WORK ORDER:
Where does "RwLockReadGuard" appear in the data? Return each line that holds it.

RECORDS FOR THIS EXERCISE:
=-=-=

use std::{collections::HashMap, fmt::Display, sync::Arc, time::Duration};

use rand::Rng;
use tokio::sync::{broadcast, Mutex, RwLock, RwLockReadGuard};

/// Largest step the progress bar takes per tick.
const MAX_STEP: u8 = 10;

pub type TaskUpdateSender = broadcast::Sender<TaskUpdateMessage>;
pub type TaskUpdateReceiver = broadcast::Receiver<TaskUpdateMessage>;

/// id of a simulated local upload
pub type TaskId = u64;
pub type TaskUpdateMessage = (TaskId, TaskStatus);

#[derive(Clone, Debug, PartialEq, Eq, serde::Serialize, serde::Deserialize)]
#[serde(tag = "state", rename_all = "snake_case")]
pub enum TaskStatus {
	InProgress { percent: u8 },
	Completed { message: String },
}

impl TaskStatus {
	pub fn is_completed(&self) -> bool {
		matches!(self, Self::Completed { .. })
	}
}

impl Display for TaskStatus {
	fn fmt(&self, f: &mut std::fmt::Formatter<'_>) -> std::fmt::Result {
		match self {
			Self::InProgress { percent } => write!(f, "InProgress({percent}%)"),
			Self::Completed { .. } => write!(f, "Completed"),
		}
	}
}

/// Timing of a simulated upload.
#[derive(Clone, Copy, Debug)]
pub struct Pacing {
	pub tick: Duration,
	pub finish_delay: Duration,
}

/// Fake progress values: random steps of 1 to 10 percent,
/// clamped so the last value is exactly 100.
pub struct ProgressSteps<R> {
	rng: R,
	progress: u8,
}

impl<R: Rng> ProgressSteps<R> {
	pub fn new(rng: R) -> Self {
		Self { rng, progress: 0 }
	}
}

impl<R: Rng> Iterator for ProgressSteps<R> {
	type Item = u8;

	fn next(&mut self) -> Option<u8> {
		if self.progress >= 100 {
			return None;
		}
		let step = self.rng.gen_range(1..=MAX_STEP);
		self.progress = self.progress.saturating_add(step).min(100);
		Some(self.progress)
	}
}

pub fn completion_message(file_name: &str) -> String {
	format!("File \"{file_name}\" uploaded successfully to Google Drive! (Simulation)")
}

/// A simulated upload of a local file.
/// Nothing is transferred, a tokio task just ticks a progress value.
#[derive(Debug)]
pub struct Task {
	tokio_handle: tokio::task::JoinHandle<()>,
	id: TaskId,
	file_name: String,
	last_status: Arc<Mutex<TaskStatus>>,
	task_update_tx: TaskUpdateSender,
}

impl Task {
	/// initialize a new task and start the
	/// tokio task that drives it
	pub fn new(task_id: TaskId, file_name: String, pacing: Pacing) -> Task {
		let last_status = Arc::new(Mutex::new(TaskStatus::InProgress { percent: 0 }));
		let (task_update_tx, _) = broadcast::channel(16);

		let tokio_handle = tokio::task::spawn({
			let last_status = last_status.clone();
			let task_update_tx = task_update_tx.clone();
			let file_name = file_name.clone();
			async move {
				Self::run_simulation(task_id, file_name, pacing, last_status, task_update_tx)
					.await;
			}
		});

		Self { tokio_handle, id: task_id, file_name, last_status, task_update_tx }
	}

	pub fn id(&self) -> TaskId {
		self.id
	}

	pub fn file_name(&self) -> &str {
		&self.file_name
	}

	pub fn is_finished(&self) -> bool {
		self.tokio_handle.is_finished()
	}

	pub fn subscribe(&self) -> TaskUpdateReceiver {
		self.task_update_tx.subscribe()
	}

	pub async fn last_status(&self) -> TaskStatus {
		self.last_status.lock().await.clone()
	}

	pub fn gen_id() -> TaskId {
		rand::thread_rng().gen()
	}

	async fn run_simulation(
		task_id: TaskId,
		file_name: String,
		pacing: Pacing,
		status: Arc<Mutex<TaskStatus>>,
		progress_tx: TaskUpdateSender,
	) {
		tracing::debug!("begin simulated upload {task_id} of {file_name:?}");

		// StdRng because ThreadRng can't be held across an await
		let rng = <rand::rngs::StdRng as rand::SeedableRng>::from_entropy();
		for percent in ProgressSteps::new(rng) {
			tokio::time::sleep(pacing.tick).await;
			let update = TaskStatus::InProgress { percent };
			*status.lock().await = update.clone();
			// fails if nobody is listening, which is fine
			let _ = progress_tx.send((task_id, update));
		}

		tokio::time::sleep(pacing.finish_delay).await;

		let completed = TaskStatus::Completed { message: completion_message(&file_name) };
		*status.lock().await = completed.clone();
		let _ = progress_tx.send((task_id, completed));

		tracing::debug!("end simulated upload {task_id}");
	}
}

pub struct TaskManager {
	tasks: Arc<RwLock<HashMap<TaskId, Task>>>,
	pacing: Pacing,
}

impl TaskManager {
	pub fn new(pacing: Pacing) -> Self {
		Self { tasks: Arc::new(RwLock::new(HashMap::new())), pacing }
	}

	pub async fn new_task(&self, file_name: String) -> TaskId {
		let mut tasks = self.tasks.write().await;

		// forget simulations nobody can be waiting on anymore
		tasks.retain(|_, task| !task.is_finished());

		let mut task_id = Task::gen_id();
		while tasks.contains_key(&task_id) {
			task_id = Task::gen_id();
		}

		tracing::info!("starting simulated upload {task_id} of {file_name:?}");
		tasks.insert(task_id, Task::new(task_id, file_name, self.pacing));

		task_id
	}

	pub async fn get_task(&self, id: TaskId) -> Option<RwLockReadGuard<'_, Task>> {
		let tasks = self.tasks.read().await;
		RwLockReadGuard::try_map(tasks, |x| x.get(&id)).ok()
	}
}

=-=-=

RESPONSE BOX:
use tokio::sync::{broadcast, Mutex, RwLock, RwLockReadGuard};
	pub async fn get_task(&self, id: TaskId) -> Option<RwLockReadGuard<'_, Task>> {
		RwLockReadGuard::try_map(tasks, |x| x.get(&id)).ok()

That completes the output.